Background
Breast cancer (BC) is a common malignant tumor that threatens the health of women worldwide. Hsa_circ_0005273 has been identified as a carcinogenic factor in some solid tumors, including BC. However, the molecular mechanism of circ_0005273 in BC is poorly defined.
Conclusion
Circ_0005273 knockdown might repress BC cell malignant behaviors by regulating the miR-509-3p/HMMR axis, which might provide a potential therapeutic target for BC.
Methods
The expression of circ_0005273, miR-509-3p, and hyaluronan-mediated motility receptor (HMMR) mRNA in BC was detected by quantitative real-time polymerase chain reaction.
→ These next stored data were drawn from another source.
use chrono::{DateTime, Utc};
use common::storage::types::import_batch::{BatchStatus, FileIssue, ImportBatch};
use serde::Serialize;

/// Status view of a batch as returned to callers.
#[derive(Debug, Clone, Serialize, PartialEq, Eq)]
pub struct BatchStatusReport {
    pub batch_id: String,
    pub status: BatchStatus,
    pub total_files: u32,
    pub extracted_files: u32,
    pub processed_files: u32,
    pub success_count: u32,
    pub failed_count: u32,
    pub skipped_count: u32,
    pub extraction_failed_count: u32,
    pub progress_percentage: u32,
    pub is_complete: bool,
    pub error_message: Option<String>,
    pub failed_files: Vec<FileIssue>,
    pub skipped_files: Vec<FileIssue>,
    pub created_at: DateTime<Utc>,
    pub started_at: Option<DateTime<Utc>>,
    pub completed_at: Option<DateTime<Utc>>,
}

impl From<ImportBatch> for BatchStatusReport {
    fn from(batch: ImportBatch) -> Self {
        Self {
            progress_percentage: batch.progress_percentage(),
            is_complete: batch.is_complete(),
            batch_id: batch.id,
            status: batch.status,
            total_files: batch.total_files,
            extracted_files: batch.extracted_files,
            processed_files: batch.processed_files,
            success_count: batch.success_count,
            failed_count: batch.failed_count,
            skipped_count: batch.skipped_count,
            extraction_failed_count: batch.extraction_failed_count,
            error_message: batch.error_message,
            failed_files: batch.failed_files,
            skipped_files: batch.skipped_files,
            created_at: batch.created_at,
            started_at: batch.started_at,
            completed_at: batch.completed_at,
        }
    }
}

/// Receipt returned once an archive has been extracted and submitted.
#[derive(Debug, Clone, Serialize, PartialEq, Eq)]
pub struct SubmissionReceipt {
    pub batch_id: String,
    pub total_files: u32,
}

impl From<&ImportBatch> for SubmissionReceipt {
    fn from(batch: &ImportBatch) -> Self {
        Self {
            batch_id: batch.id.clone(),
            total_files: batch.total_files,
        }
    }
}
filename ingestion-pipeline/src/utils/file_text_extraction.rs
use std::path::Path;

use common::error::AppError;

use super::{
    pdf_ingestion::extract_pdf_text,
    word_extraction::{extract_doc_text, extract_docx_text},
};

/// Document formats accepted from uploaded archives, resolved once at discovery.
#[derive(Debug, Clone, Copy, PartialEq, Eq)]
pub enum DocumentKind {
    Pdf,
    Docx,
    Doc,
}

impl DocumentKind {
    pub fn from_extension(extension: &str) -> Option<Self> {
        match extension.to_ascii_lowercase().as_str() {
            "pdf" => Some(DocumentKind::Pdf),
            "docx" => Some(DocumentKind::Docx),
            "doc" => Some(DocumentKind::Doc),
            _ => None,
        }
    }

    pub fn from_path(path: &Path) -> Option<Self> {
        path.extension()
            .and_then(|ext| ext.to_str())
            .and_then(Self::from_extension)
    }

    /// Read the document's text. Runs the blocking parsers off the async executor.
    pub async fn extract_text(self, path: &Path) -> Result<String, AppError> {
        let bytes = tokio::fs::read(path).await?;
        let parser = match self {
            DocumentKind::Pdf => extract_pdf_text,
            DocumentKind::Docx => extract_docx_text,
            DocumentKind::Doc => extract_doc_text,
        };
        tokio::task::spawn_blocking(move || parser(&bytes)).await?
    }
}

#[cfg(test)]
mod tests {
    use super::*;

    #[test]
    fn extension_mapping_is_case_insensitive() {
        assert_eq!(DocumentKind::from_extension("PDF"), Some(DocumentKind::Pdf));
        assert_eq!(DocumentKind::from_extension("Docx"), Some(DocumentKind::Docx));
        assert_eq!(DocumentKind::from_extension("doc"), Some(DocumentKind::Doc));
        assert_eq!(DocumentKind::from_extension("txt"), None);
        assert_eq!(DocumentKind::from_path(Path::new("notes/cv.TXT")), None);
    }

    #[tokio::test]
    async fn corrupt_pdf_is_an_extraction_error() {
        let dir = tempfile::tempdir().expect("tempdir");
        let path = dir.path().join("broken.pdf");
        tokio::fs::write(&path, b"this is not a pdf at all").await.expect("write");

        let result = DocumentKind::Pdf.extract_text(&path).await;
        assert!(matches!(result, Err(AppError::Extraction(_))));
    }

    #[tokio::test]
    async fn corrupt_docx_is_an_extraction_error_not_empty_text() {
        let dir = tempfile::tempdir().expect("tempdir");
        let path = dir.path().join("broken.docx");
        tokio::fs::write(&path, b"garbage").await.expect("write");

        let result = DocumentKind::Docx.extract_text(&path).await;
        assert!(matches!(result, Err(AppError::Extraction(_))));

        let legacy = dir.path().join("old.doc");
        tokio::fs::write(&legacy, b"garbage").await.expect("write");
        assert!(DocumentKind::Doc.extract_text(&legacy).await.is_ok());
    }
}
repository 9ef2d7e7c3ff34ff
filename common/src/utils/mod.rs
pub mod config;
use api_router::{api_routes_v1, api_state::ApiState};
use axum::Router;
use common::{storage::store::StorageManager, utils::config::get_config};
use tracing::info;
use tracing_subscriber::{fmt, prelude::*, EnvFilter};

#[tokio::main(flavor = "multi_thread", worker_threads = 2)]
async fn main() -> Result<(), Box<dyn std::error::Error>> {
    // Set up tracing
    tracing_subscriber::registry()
        .with(fmt::layer().with_writer(std::io::stderr))
        .with(EnvFilter::from_default_env())
        .try_init()
        .ok();

    let config = get_config()?;
    let storage = StorageManager::new(&config).await?;
    let api_state = ApiState::new(&config, storage).await?;

    let app = Router::new()
        .nest("/api/v1", api_routes_v1(&api_state))
        .with_state(api_state);

    info!("Starting server listening on 0.0.0.0:{}", config.http_port);
    let serve_address = format!("0.0.0.0:{}", config.http_port);
    let listener = tokio::net::TcpListener::bind(serve_address).await?;
    axum::serve(listener, app).await?;

    Ok(())
}
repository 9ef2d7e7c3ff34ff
#![allow(clippy::missing_docs_in_private_items, clippy::result_large_err)]

pub mod pipeline;
pub mod types;
pub mod utils;

use common::storage::types::import_batch::ImportBatch;
pub use pipeline::{
    BatchStatusReport, ImportConfig, ImportPipeline, ImportTuning, PollOutcome, SubmissionReceipt,
    TenantStore,
};
use std::sync::Arc;
use tokio::time::{sleep, Duration};
use tracing::{error, info, warn};

/// Tally of one pass over all processing batches.
#[derive(Debug, Clone, Copy, Default, PartialEq, Eq)]
pub struct PollSummary {
    pub examined: usize,
    pub completed: usize,
    pub failed: usize,
    pub waiting: usize,
    pub busy: usize,
    pub errors: usize,
}

/// Poll every `processing` batch across all tenants once. Each batch is reconciled
/// against a store bound to its own tenant; an error on one batch is logged and the
/// pass moves on to the next.
pub async fn run_poll_pass(pipeline: &ImportPipeline) -> Result<PollSummary, common::error::AppError> {
    let batches = ImportBatch::get_processing(pipeline.db()).await?;
    let mut summary = PollSummary::default();

    for batch in batches {
        summary.examined = summary.examined.saturating_add(1);
        let store = pipeline.tenant_store(&batch.tenant_id);

        match pipeline.poll_and_reconcile(&batch.id, &store).await {
            Ok(PollOutcome::Completed) => summary.completed = summary.completed.saturating_add(1),
            Ok(PollOutcome::Failed) => summary.failed = summary.failed.saturating_add(1),
            Ok(PollOutcome::Waiting) => summary.waiting = summary.waiting.saturating_add(1),
            Ok(PollOutcome::Busy) => summary.busy = summary.busy.saturating_add(1),
            Ok(PollOutcome::NotProcessing) => {}
            Err(err) => {
                summary.errors = summary.errors.saturating_add(1);
                error!(
                    batch_id = %batch.id,
                    tenant_id = %batch.tenant_id,
                    error = %err,
                    "poll failed for import batch"
                );
            }
        }
    }

    info!(
        examined = summary.examined,
        completed = summary.completed,
        failed = summary.failed,
        waiting = summary.waiting,
        busy = summary.busy,
        errors = summary.errors,
        "poll pass finished"
    );
    Ok(summary)
}

pub async fn run_poll_loop(
    pipeline: Arc<ImportPipeline>,
    interval: Duration,
) -> Result<(), Box<dyn std::error::Error>> {
    info!(interval_secs = interval.as_secs(), "starting import poll loop");

    loop {
        if let Err(err) = run_poll_pass(&pipeline).await {
            error!(error = %err, "failed to list processing import batches");
            warn!("Backing off for 1s after poll error");
            sleep(Duration::from_secs(1)).await;
            continue;
        }
        sleep(interval).await;
    }
}
use uuid::Uuid;

use crate::{error::AppError, storage::db::SurrealDbClient, stored_object};

#[derive(Debug, Clone, Copy, serde::Serialize, serde::Deserialize, PartialEq, Eq)]
#[serde(rename_all = "lowercase")]
pub enum DocumentKind {
    Cv,
}

stored_object!(ContactDocument, "contact_document", {
    contact_id: String,
    kind: DocumentKind,
    original_filename: String,
    storage_path: String,
    mime_type: String,
    file_size: u64
});

impl ContactDocument {
    pub fn new_cv(
        contact_id: String,
        original_filename: String,
        storage_path: String,
        file_size: u64,
    ) -> Self {
        let now = chrono::Utc::now();
        let mime_type = mime_guess::from_path(&original_filename)
            .first_or_octet_stream()
            .essence_str()
            .to_string();

        Self {
            id: Uuid::new_v4().to_string(),
            contact_id,
            kind: DocumentKind::Cv,
            original_filename,
            storage_path,
            mime_type,
            file_size,
            created_at: now,
            updated_at: now,
        }
    }

    pub fn download_path(&self) -> String {
        format!("/contact-documents/{}/download", self.id)
    }

    pub async fn for_contact(
        db: &SurrealDbClient,
        contact_id: &str,
    ) -> Result<Vec<ContactDocument>, AppError> {
        let documents: Vec<ContactDocument> = db
            .query("SELECT * FROM type::table($table) WHERE contact_id = $contact_id")
            .bind(("table", Self::table_name()))
            .bind(("contact_id", contact_id.to_string()))
            .await?
            .take(0)?;

        Ok(documents)
    }
}
use std::{
    io::{Cursor, Read},
    sync::OnceLock,
};

use common::error::AppError;
use regex::Regex;
use tracing::debug;
use zip::ZipArchive;

const BODY_PART: &str = "word/document.xml";
const HEADER_FOOTER_SLOTS: u8 = 3;
const MIN_BINARY_RUN: usize = 4;

fn paragraph_re() -> &'static Regex {
    static RE: OnceLock<Regex> = OnceLock::new();
    RE.get_or_init(|| Regex::new(r"(?s)<w:p[ >].*?</w:p>|<w:p/>").expect("static regex should compile"))
}

fn run_re() -> &'static Regex {
    static RE: OnceLock<Regex> = OnceLock::new();
    RE.get_or_init(|| {
        Regex::new(r"(?s)<w:t(?:\s[^>]*)?>(.*?)</w:t>|<w:tab/>|<w:br/>")
            .expect("static regex should compile")
    })
}

fn tag_re() -> &'static Regex {
    static RE: OnceLock<Regex> = OnceLock::new();
    RE.get_or_init(|| Regex::new(r"<[^>]+>").expect("static regex should compile"))
}

fn entity_re() -> &'static Regex {
    static RE: OnceLock<Regex> = OnceLock::new();
    RE.get_or_init(|| {
        Regex::new(r"&(#x[0-9a-fA-F]+|#[0-9]+|amp|lt|gt|quot|apos);").expect("static regex should compile")
    })
}

fn whitespace_re() -> &'static Regex {
    static RE: OnceLock<Regex> = OnceLock::new();
    RE.get_or_init(|| Regex::new(r"\s+").expect("static regex should compile"))
}

/// Extract text from a `.docx` package.
///
/// The package is read paragraph by paragraph with headers first and footers
/// last. If that yields nothing the raw markup of the same parts is stripped
/// instead. Bytes that are not a zip package are an extraction error.
pub fn extract_docx_text(bytes: &[u8]) -> Result<String, AppError> {
    let package = ZipArchive::new(Cursor::new(bytes)).map_err(|err| {
        AppError::Extraction(format!("word document is not a valid docx package: {err}"))
    })?;
    read_package(package)
}

/// Extract text from a legacy `.doc`. Files that turn out to be `.docx` packages
/// are read as such; anything else is scanned for printable text runs.
pub fn extract_doc_text(bytes: &[u8]) -> Result<String, AppError> {
    match ZipArchive::new(Cursor::new(bytes)) {
        Ok(package) => read_package(package),
        Err(_) => {
            debug!("legacy word document, scanning binary text runs");
            Ok(extract_binary_runs(bytes))
        }
    }
}

fn read_package(mut package: ZipArchive<Cursor<&[u8]>>) -> Result<String, AppError> {
    let parts = read_parts(&mut package)?;
    let structured = parts
        .iter()
        .map(|part| structured_text(part))
        .filter(|text| !text.trim().is_empty())
        .collect::<Vec<_>>()
        .join("\n");

    if !structured.trim().is_empty() {
        return Ok(structured.trim().to_string());
    }

    debug!("structured word extraction was empty, falling back to markup stripping");
    let raw = parts
        .iter()
        .map(|part| stripped_text(part))
        .filter(|text| !text.is_empty())
        .collect::<Vec<_>>()
        .join("\n");
    Ok(raw)
}

/// Headers, body, then footers, in document order. Missing parts are skipped; a
/// package without a body is an error.
fn read_parts(package: &mut ZipArchive<Cursor<&[u8]>>) -> Result<Vec<String>, AppError> {
    let mut parts = Vec::new();

    for slot in 1..=HEADER_FOOTER_SLOTS {
        if let Some(header) = read_part(package, &format!("word/header{slot}.xml"))? {
            parts.push(header);
        }
    }

    let body = read_part(package, BODY_PART)?
        .ok_or_else(|| AppError::Extraction("word document has no body part".into()))?;
    parts.push(body);

    for slot in 1..=HEADER_FOOTER_SLOTS {
        if let Some(footer) = read_part(package, &format!("word/footer{slot}.xml"))? {
            parts.push(footer);
        }
    }

    Ok(parts)
}

fn read_part(
    package: &mut ZipArchive<Cursor<&[u8]>>,
    name: &str,
) -> Result<Option<String>, AppError> {
    let mut entry = match package.by_name(name) {
        Ok(entry) => entry,
        Err(zip::result::ZipError::FileNotFound) => return Ok(None),
        Err(err) => {
            return Err(AppError::Extraction(format!(
                "failed to open {name} in word document: {err}"
            )))
        }
    };

    let mut xml = String::new();
    entry
        .read_to_string(&mut xml)
        .map_err(|err| AppError::Extraction(format!("failed to read {name}: {err}")))?;
    Ok(Some(xml))
}

fn structured_text(xml: &str) -> String {
    paragraph_re()
        .find_iter(xml)
        .map(|paragraph| {
            run_re()
                .captures_iter(paragraph.as_str())
                .map(|caps| match caps.get(1) {
                    Some(text) => decode_entities(text.as_str()),
                    None if caps.get(0).is_some_and(|m| m.as_str() == "<w:tab/>") => {
                        "\t".to_string()
                    }
                    None => "\n".to_string(),
                })
                .collect::<String>()
        })
        .map(|line| line.trim_end().to_string())
        .filter(|line| !line.trim().is_empty())
        .collect::<Vec<_>>()
        .join("\n")
}

fn stripped_text(xml: &str) -> String {
    let without_tags = tag_re().replace_all(xml, " ");
    let decoded = decode_entities(&without_tags);
    whitespace_re().replace_all(&decoded, " ").trim().to_string()
}

fn decode_entities(text: &str) -> String {
    entity_re()
        .replace_all(text, |caps: &regex::Captures<'_>| {
            let entity = caps.get(1).map_or("", |m| m.as_str());
            match entity {
                "amp" => "&".to_string(),
                "lt" => "<".to_string(),
                "gt" => ">".to_string(),
                "quot" => "\"".to_string(),
                "apos" => "'".to_string(),
                numeric => {
                    let code = numeric
                        .strip_prefix("#x")
                        .and_then(|hex| u32::from_str_radix(hex, 16).ok())
                        .or_else(|| numeric.strip_prefix('#').and_then(|dec| dec.parse().ok()));
                    code.and_then(char::from_u32)
                        .map(String::from)
                        .unwrap_or_default()
                }
            }
        })
        .into_owned()
}

/// Pull readable text out of a legacy binary `.doc`. Word stores body text either
/// as single-byte or UTF-16LE runs, so both are scanned and the longer result wins.
fn extract_binary_runs(bytes: &[u8]) -> String {
    let single_byte = collect_runs(bytes.iter().map(|b| char::from(*b)));
    let wide = collect_runs(
        bytes
            .chunks_exact(2)
            .filter_map(|pair| match pair {
                [lo, hi] => char::from_u32(u32::from(u16::from_le_bytes([*lo, *hi]))),
                _ => None,
            }),
    );

    if wide.len() > single_byte.len() {
        wide
    } else {
        single_byte
    }
}

fn collect_runs(chars: impl Iterator<Item = char>) -> String {
    let mut runs: Vec<String> = Vec::new();
    let mut current = String::new();

    for ch in chars {
        if is_text_char(ch) {
            current.push(ch);
        } else {
            if current.trim().chars().count() >= MIN_BINARY_RUN {
                runs.push(current.trim().to_string());
            }
            current.clear();
        }
    }
    if current.trim().chars().count() >= MIN_BINARY_RUN {
        runs.push(current.trim().to_string());
    }

    runs.join("\n")
}

fn is_text_char(ch: char) -> bool {
    ch == ' '
        || ch == '\t'
        || ch.is_ascii_graphic()
        || (ch.is_alphabetic() && !ch.is_control() && u32::from(ch) < 0x0250)
}

#[cfg(test)]
mod tests {
    use super::*;
    use std::io::Write;
    use zip::write::SimpleFileOptions;

    fn docx(parts: &[(&str, &str)]) -> Vec<u8> {
        let mut buffer = Cursor::new(Vec::new());
        {
            let mut writer = zip::ZipWriter::new(&mut buffer);
            for (name, body) in parts {
                writer
                    .start_file(*name, SimpleFileOptions::default())
                    .expect("start file");
                writer.write_all(body.as_bytes()).expect("write part");
            }
            writer.finish().expect("finish");
        }
        buffer.into_inner()
    }

    const BODY: &str = r#"<w:document><w:body>
        <w:p><w:r><w:t>Software engineer</w:t></w:r></w:p>
        <w:p><w:r><w:t xml:space="preserve">Skills: Rust &amp; SQL</w:t></w:r></w:p>
    </w:body></w:document>"#;

    #[test]
    fn headers_come_before_body_and_footers_after() {
        let bytes = docx(&[
            (BODY_PART, BODY),
            ("word/header1.xml", "<w:hdr><w:p><w:r><w:t>Jan Jansen</w:t></w:r></w:p></w:hdr>"),
            ("word/footer1.xml", "<w:ftr><w:p><w:r><w:t>jan@example.com</w:t></w:r></w:p></w:ftr>"),
        ]);

        let text = extract_docx_text(&bytes).expect("extract");
        assert_eq!(
            text,
            "Jan Jansen\nSoftware engineer\nSkills: Rust & SQL\njan@example.com"
        );
    }

    #[test]
    fn unstructured_markup_falls_back_to_tag_stripping() {
        let bytes = docx(&[(
            BODY_PART,
            "<root><para>Pieter de Vries</para><para>Amsterdam</para></root>",
        )]);

        let text = extract_docx_text(&bytes).expect("extract");
        assert_eq!(text, "Pieter de Vries Amsterdam");
    }

    #[test]
    fn package_without_body_is_an_error() {
        let bytes = docx(&[("word/styles.xml", "<w:styles/>")]);
        assert!(matches!(
            extract_docx_text(&bytes),
            Err(AppError::Extraction(_))
        ));
    }

    #[test]
    fn legacy_binary_yields_printable_runs() {
        let mut bytes = vec![0xD0, 0xCF, 0x11, 0xE0, 0x00, 0x01];
        bytes.extend_from_slice(b"Curriculum Vitae Maria Bakker");
        bytes.extend_from_slice(&[0x00, 0x02, 0x03]);

        let text = extract_doc_text(&bytes).expect("extract");
        assert!(text.contains("Curriculum Vitae Maria Bakker"));
    }

    #[test]
    fn docx_that_is_not_a_package_is_an_error() {
        let result = extract_docx_text(b"PK but not really a zip, just some text");
        assert!(matches!(result, Err(AppError::Extraction(msg)) if msg.contains("docx")));
    }

    #[test]
    fn doc_containing_a_docx_package_is_read_structurally() {
        let bytes = docx(&[(BODY_PART, BODY)]);
        let text = extract_doc_text(&bytes).expect("extract");
        assert_eq!(text, "Software engineer\nSkills: Rust & SQL");
    }

    #[test]
    fn numeric_entities_are_decoded() {
        assert_eq!(decode_entities("Jos&#233; &#x26; co"), "José & co");
    }
}
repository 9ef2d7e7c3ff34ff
use axum::{
    http::StatusCode,
    response::{IntoResponse, Response},
    Json,
};
use common::error::AppError;
use serde::Serialize;
use thiserror::Error;

#[derive(Error, Debug, Serialize, Clone)]
pub enum ApiError {
    #[error("Internal server error")]
    InternalError(String),

    #[error("Validation error: {0}")]
    ValidationError(String),

    #[error("Not found: {0}")]
    NotFound(String),

    #[error("Unauthorized: {0}")]
    Unauthorized(String),

    #[error("Forbidden: {0}")]
    Forbidden(String),

    #[error("{inner}")]
    Batch {
        batch_id: String,
        inner: Box<ApiError>,
    },
}

impl ApiError {
    /// Tie the error to the import batch that recorded it, so callers can look
    /// the batch up afterwards.
    pub fn for_batch(self, batch_id: impl Into<String>) -> Self {
        Self::Batch {
            batch_id: batch_id.into(),
            inner: Box::new(self),
        }
    }

    fn into_parts(self) -> (StatusCode, String, Option<String>) {
        match self {
            Self::InternalError(message) => (StatusCode::INTERNAL_SERVER_ERROR, message, None),
            Self::ValidationError(message) => (StatusCode::BAD_REQUEST, message, None),
            Self::NotFound(message) => (StatusCode::NOT_FOUND, message, None),
            Self::Unauthorized(message) => (StatusCode::UNAUTHORIZED, message, None),
            Self::Forbidden(message) => (StatusCode::FORBIDDEN, message, None),
            Self::Batch { batch_id, inner } => {
                let (status, message, _) = inner.into_parts();
                (status, message, Some(batch_id))
            }
        }
    }
}

impl From<AppError> for ApiError {
    fn from(err: AppError) -> Self {
        match err {
            AppError::NotFound(msg) => Self::NotFound(msg),
            AppError::Validation(msg) => Self::ValidationError(msg),
            AppError::TenantMismatch { .. } => {
                tracing::warn!("Tenant mismatch: {:?}", err);
                Self::Forbidden("Batch belongs to another tenant".to_string())
            }
            _ => {
                tracing::error!("Internal error: {:?}", err);
                Self::InternalError("Internal server error".to_string())
            }
        }
    }
}

impl IntoResponse for ApiError {
    fn into_response(self) -> Response {
        let (status, message, batch_id) = self.into_parts();

        (
            status,
            Json(ErrorResponse {
                error: message,
                status: "error".to_string(),
                batch_id,
            }),
        )
            .into_response()
    }
}

#[derive(Serialize, Debug)]
struct ErrorResponse {
    error: String,
    status: String,
    #[serde(skip_serializing_if = "Option::is_none")]
    batch_id: Option<String>,
}

#[cfg(test)]
mod tests {
    use super::*;
    use std::fmt::Debug;

    fn assert_status_code<T: IntoResponse + Debug>(response: T, expected_status: StatusCode) {
        let response = response.into_response();
        assert_eq!(response.status(), expected_status);
    }

    #[test]
    fn app_errors_map_onto_api_errors() {
        let api_error = ApiError::from(AppError::NotFound("import batch b1".to_string()));
        assert!(matches!(api_error, ApiError::NotFound(msg) if msg == "import batch b1"));

        let api_error = ApiError::from(AppError::Validation("archive is empty".to_string()));
        assert!(matches!(api_error, ApiError::ValidationError(msg) if msg == "archive is empty"));

        let api_error = ApiError::from(AppError::TenantMismatch {
            expected: "tenant-a".into(),
            actual: "tenant-b".into(),
        });
        assert!(matches!(api_error, ApiError::Forbidden(_)));

        let api_error = ApiError::from(AppError::Io(std::io::Error::other("disk full")));
        assert!(matches!(api_error, ApiError::InternalError(_)));
    }

    #[test]
    fn status_codes() {
        assert_status_code(
            ApiError::InternalError("server error".to_string()),
            StatusCode::INTERNAL_SERVER_ERROR,
        );
        assert_status_code(ApiError::NotFound("x".to_string()), StatusCode::NOT_FOUND);
        assert_status_code(
            ApiError::ValidationError("x".to_string()),
            StatusCode::BAD_REQUEST,
        );
        assert_status_code(
            ApiError::Unauthorized("x".to_string()),
            StatusCode::UNAUTHORIZED,
        );
        assert_status_code(ApiError::Forbidden("x".to_string()), StatusCode::FORBIDDEN);
        assert_status_code(
            ApiError::ValidationError("x".to_string()).for_batch("b1"),
            StatusCode::BAD_REQUEST,
        );
    }

    #[tokio::test]
    async fn batch_errors_carry_the_batch_id() {
        let error = ApiError::from(AppError::Validation("archive is empty".to_string()))
            .for_batch("batch-1");
        assert_eq!(error.to_string(), "Validation error: archive is empty");

        let response = error.into_response();
        let bytes = axum::body::to_bytes(response.into_body(), usize::MAX)
            .await
            .expect("body");
        let body: serde_json::Value = serde_json::from_slice(&bytes).expect("json");
        assert_eq!(body["batch_id"], "batch-1");
        assert_eq!(body["error"], "archive is empty");
        assert_eq!(body["status"], "error");
    }

    #[test]
    fn internal_details_are_not_leaked() {
        let api_error = ApiError::from(AppError::Processing("secret mapping path".to_string()));
        assert_eq!(api_error.to_string(), "Internal server error");
        assert!(matches!(api_error, ApiError::InternalError(msg) if !msg.contains("secret")));
    }
}
use std::sync::Arc;

use async_openai::{config::OpenAIConfig, Client};
use common::{
    storage::{db::SurrealDbClient, store::StorageManager},
    utils::config::AppConfig,
};
use ingestion_pipeline::ImportPipeline;

#[derive(Clone)]
pub struct ApiState {
    pub db: Arc<SurrealDbClient>,
    pub config: AppConfig,
    pub storage: StorageManager,
    pub pipeline: Arc<ImportPipeline>,
}

impl ApiState {
    pub async fn new(
        config: &AppConfig,
        storage: StorageManager,
    ) -> Result<Self, Box<dyn std::error::Error>> {
        let surreal_db_client = Arc::new(
            SurrealDbClient::new(
                &config.surrealdb_address,
                &config.surrealdb_username,
                &config.surrealdb_password,
                &config.surrealdb_namespace,
                &config.surrealdb_database,
            )
            .await?,
        );

        surreal_db_client.ensure_initialized().await?;

        let openai_client = Arc::new(Client::with_config(
            OpenAIConfig::new()
                .with_api_key(&config.openai_api_key)
                .with_api_base(&config.openai_base_url),
        ));

        Ok(Self::from_parts(surreal_db_client, openai_client, config, storage))
    }

    pub fn from_parts(
        db: Arc<SurrealDbClient>,
        openai_client: Arc<Client<OpenAIConfig>>,
        config: &AppConfig,
        storage: StorageManager,
    ) -> Self {
        let pipeline = Arc::new(ImportPipeline::new(
            Arc::clone(&db),
            openai_client,
            config,
            storage.clone(),
        ));

        Self {
            db,
            config: config.clone(),
            storage,
            pipeline,
        }
    }
}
Cell proliferation, migration, invasion, and apoptosis were detected by 5-ethynyl-2'-deoxyuridine, transwell, and flow cytometry assays. The glycolysis level was detected via specific kits. Western blot was used to detect protein expression. Binding between miR-509-3p and circ_0005273 or HMMR was also verified by dual-luciferase reporter, RNA pull-down, and RNA immunoprecipitation assays. Xenograft tumor model was used to detect tumor changes in mice, and immunohistochemistry assay was employed to detect Ki-67 abundance.
Results
Circ_0005273 was increased in BC tissues and cells. Circ_0005273 knockdown might inhibit BC cell proliferation, migration, invasion, glutamine metabolism, and induce apoptosis. Circ_0005273 was a miR-509-3p, and the repression role of circ_0005273 absence on BC cell development was weakened by miR-509-3p inhibitor or HMMR overexpression. Circ_0005273 up-regulated the expression of HMMR by sponging miR-509-3p. Additionally, circ_0005273 silencing might hinder tumor growth in vivo.